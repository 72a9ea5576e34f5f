//! Core board logic for JobDeck.
//! This crate is the single source of truth for partition and drag
//! invariants; rendering, forms and persistence live in host layers.

pub mod board;
pub mod logging;
pub mod model;
pub mod service;
pub mod store;

pub use board::commit::commit;
pub use board::partition::{partition, BoardSections};
pub use board::session::{resolve_container, DragSession, DragTarget};
pub use logging::{default_log_level, init_logging, logging_status};
pub use model::job::{
    Category, Company, DecisionOutcome, JobApplication, JobId, JobValidationError, Status,
};
pub use service::board_service::BoardService;
pub use store::{JobStore, StoreError, StoreResult};

/// Minimal health-check API for early integration.
pub fn ping() -> &'static str {
    "pong"
}

/// Returns the core crate version.
pub fn core_version() -> &'static str {
    env!("CARGO_PKG_VERSION")
}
******************************
**WORK ORDER**
List every line above that holds the word "static".

**RESPONSE**
pub fn ping() -> &'static str {
pub fn core_version() -> &'static str {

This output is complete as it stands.